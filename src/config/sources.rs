//! Configuration sources, applied in precedence order by the loader.

pub mod env;
pub mod global_file;
pub mod workspace_file;
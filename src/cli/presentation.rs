//! Presentation: text/json rendering of command results.

use crate::cli::parse::OutputFormat;
use crate::types::{Health, LogRow, Payload};
use comfy_table::presets::UTF8_FULL;
use comfy_table::Table;
use serde_json::{json, Value};

fn pretty(value: &Value) -> String {
    serde_json::to_string_pretty(value).unwrap_or_else(|_| value.to_string())
}

/// Plan records are opaque; both formats print them as JSON.
pub fn format_payload(payload: &Payload) -> String {
    pretty(payload)
}

fn cell(value: Option<&Value>) -> String {
    match value {
        None | Some(Value::Null) => "-".to_string(),
        Some(Value::String(s)) => s.clone(),
        Some(other) => other.to_string(),
    }
}

/// Plan listings render as a table when every record is an object with an `id`;
/// anything else falls back to JSON.
pub fn format_plan_list(plans: &Payload, format: OutputFormat) -> String {
    if format == OutputFormat::Json {
        return pretty(plans);
    }
    let Some(records) = plans.as_array() else {
        return pretty(plans);
    };
    if records.is_empty() {
        return "No plans found.".to_string();
    }
    if !records
        .iter()
        .all(|r| r.as_object().map_or(false, |o| o.contains_key("id")))
    {
        return pretty(plans);
    }

    let mut table = Table::new();
    table.load_preset(UTF8_FULL);
    table.set_header(vec!["ID", "Created", "Title"]);
    for record in records {
        table.add_row(vec![
            cell(record.get("id")),
            cell(record.get("created_at")),
            cell(record.get("title")),
        ]);
    }
    format!("{}\n\nTotal: {} plan(s)", table, records.len())
}

pub fn format_log_row(row: &LogRow, format: OutputFormat) -> String {
    match format {
        OutputFormat::Json => pretty(&json!(row)),
        OutputFormat::Text => format!(
            "Logged #{}: {} {}x{}kg (RIR {}){}",
            row.id,
            row.name,
            row.reps,
            row.weight_kg,
            row.rir,
            row.focus
                .as_deref()
                .map(|f| format!(" [{}]", f))
                .unwrap_or_default()
        ),
    }
}

pub fn format_log_list(rows: &[LogRow], format: OutputFormat) -> String {
    if format == OutputFormat::Json {
        return pretty(&json!(rows));
    }
    if rows.is_empty() {
        return "No logs found.".to_string();
    }
    let mut table = Table::new();
    table.load_preset(UTF8_FULL);
    table.set_header(vec!["ID", "Exercise", "Reps", "Weight (kg)", "RIR", "Focus", "Time"]);
    for row in rows {
        table.add_row(vec![
            row.id.to_string(),
            row.name.clone(),
            row.reps.to_string(),
            row.weight_kg.to_string(),
            row.rir.to_string(),
            row.focus.clone().unwrap_or_else(|| "-".to_string()),
            row.timestamp.clone(),
        ]);
    }
    table.to_string()
}

pub fn format_health(base_url: &str, health: &Health, format: OutputFormat) -> String {
    match format {
        OutputFormat::Json => pretty(&json!({ "api_base": base_url, "ok": health.ok })),
        OutputFormat::Text if health.ok => format!("API at {} is healthy", base_url),
        OutputFormat::Text => format!("API at {} reported unhealthy", base_url),
    }
}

TASK TO COMPLETE » Only a number is expected here: the count of lines in the listing that hold the string "found".

ANSWER AREA » 2